The other stories the novel delves into further demonstrate that the paths people choose are governed more by circumstance and opportunity than conventional morality. Luli’s roommate Greta is kidnapped and forced into a studio contract because of her supernatural boyfriend. When she falls in love and becomes pregnant, she rescues her boyfriend, who’s about to be sacrificed to Hell by Wolfe Studios. In order to protect him and their unborn baby, she makes a deal with Oberlin to mutilate herself so neither the studio nor anyone else can profit from her beauty again. It’s a one-sided trade for the safety that should be hers by right, and it’s also the only option open to her.
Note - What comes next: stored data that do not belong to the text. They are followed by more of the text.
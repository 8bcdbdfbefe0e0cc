// SPDX-FileCopyrightText: 2025 Caspar Water Company
//
// SPDX-License-Identifier: Apache-2.0

use std::sync::{Arc, Mutex, MutexGuard, PoisonError};

use async_trait::async_trait;
use bytes::Bytes;
use wfs::{File, TEXT_PLAIN, Timestamp};

use crate::store::{Row, Store};

struct State {
    modified: Timestamp,
    content: Bytes,
}

/// A file row in a local store. Content is cached and written through.
pub struct LocalFile {
    store: Arc<Store>,
    key: i64,
    created: Timestamp,
    mime_type: String,
    state: Mutex<State>,
}

impl LocalFile {
    pub(crate) fn from_row(store: Arc<Store>, key: i64, row: Row) -> Self {
        Self {
            store,
            key,
            created: row.info.created,
            mime_type: row.info.mime_type.unwrap_or_else(|| TEXT_PLAIN.to_string()),
            state: Mutex::new(State {
                modified: row.info.modified,
                content: Bytes::from(row.content),
            }),
        }
    }

    pub fn key(&self) -> i64 {
        self.key
    }

    fn state(&self) -> MutexGuard<'_, State> {
        self.state.lock().unwrap_or_else(PoisonError::into_inner)
    }
}

#[async_trait]
impl File for LocalFile {
    fn created_time(&self) -> Timestamp {
        self.created
    }

    fn modified_time(&self) -> Timestamp {
        self.state().modified
    }

    fn mime_type(&self) -> String {
        self.mime_type.clone()
    }

    fn size(&self) -> u64 {
        self.state().content.len() as u64
    }

    async fn sync(&self) -> wfs::Result<()> {
        let row = self.store.load(self.key)?;
        let mut state = self.state();
        state.modified = row.info.modified;
        state.content = Bytes::from(row.content);
        Ok(())
    }

    async fn read_range(&self, start: u64, end: u64) -> wfs::Result<Bytes> {
        let content = self.state().content.clone();
        let len = content.len();
        let start = usize::try_from(start).unwrap_or(usize::MAX).min(len);
        let end = usize::try_from(end).unwrap_or(usize::MAX).clamp(start, len);
        Ok(content.slice(start..end))
    }

    async fn splice(&self, start: u64, end: u64, data: Bytes) -> wfs::Result<u64> {
        let current = self.state().content.clone();
        let content = wfs::units::splice_bytes(&current, start, end, &data);
        let modified = wfs::now();
        self.store.write_content(self.key, &content, &modified)?;
        let mut state = self.state();
        state.modified = modified;
        state.content = Bytes::from(content);
        Ok(state.content.len() as u64)
    }
}
// SPDX-FileCopyrightText: 2025 Caspar Water Company
//
// SPDX-License-Identifier: Apache-2.0

use std::io::Write;

use anyhow::Result;
use wfs::Entry;

use crate::common::{Context, format_entry};

/// List a directory, or describe a single file.
pub async fn list_command(ctx: &Context, path: &str, out: &mut impl Write) -> Result<()> {
    let root = ctx.open_root().await?;
    match root.open(path, ctx.options()).await? {
        Entry::Directory(dir) => {
            for (name, info) in dir.children() {
                writeln!(out, "{}", format_entry(&name, &info))?;
            }
        }
        Entry::File(file) => {
            let name = path.rsplit('/').next().unwrap_or(path);
            let info = wfs::EntryInfo {
                entry_type: file.entry_type(),
                mime_type: file.mime_type(),
                created_time: file.created_time(),
                modified_time: file.modified_time(),
                size: Some(file.size()),
                driver: None,
            };
            writeln!(out, "{}", format_entry(name, &info))?;
        }
    }
    Ok(())
}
As Luli becomes further entangled in a web of studio double-crossing and danger, the question of why she doesn’t leave like Greta is answered simply: she doesn’t want to. When her mentor, actor Harry Long, flees the studio by sacrificing himself to a Santa Ana wildfire, her reaction is that “death in the Santa Ana fires was something that happened to the migrant workers, to the unlucky, to the foolish, not to us.” In an earlier conversation with Harry, he tells Luli that even though she will have to work for “a tenth of what other girls as talented as you will be given” she “could be a magnificent monster, if you don’t forget that, after all, you are a monster.” The monster he’s referring to is the titular Siren Queen, villain of a series of monster movies the two star in together. It’s also Luli as a Chinese American woman in a largely white industry dominated by men, and Luli as a predator who will do whatever she must to crawl up the food chain. Death or exile are as far from her purview as knowingly walking into a blazing wildfire.
Her monstrous qualities drive Luli, and make a sacrifice like Greta’s or Harry’s impossible for her. In the world of the novel, to want something as deeply as she does is not as simple as an individual moral choice. Webs of blood magic, bonds, and promises tie her to the studio, implicating her and the people she cares about so deeply that a clean break is a fantasy. Her friends’ breaks are both prolonged and painful, and are paths to observe rather than examples to emulate. Readers can decide that walking away from the studio is the objectively moral choice, but that would be a willful misreading of Siren Queen’s insistence on the complexity of human choice and desire when it meets social and biological circumstance.
And so it’s in defiance of simplistic morality that Siren Queen concludes, choosing instead to give Luli her hard-won celebrity even if it’s not an unqualified happy ending. When she becomes a star like the girl she saw on first entering the studio years ago, it’s in front of enemies, ex-lovers, and rivals—a reminder that they are all “as much a worshiper” at the altar of filmmaking as Luli is. Her fame is bound up in the system that exploited her, just as the novel’s allegory is bound up in ambiguity, its rich symbolism determined to remain nebulous. Allegory typically points toward a moral absolute, but Vo’s vision is more tentative: there may be a higher good to strive for, but fully comprehending it is beyond the grasp of most beings—even the stars.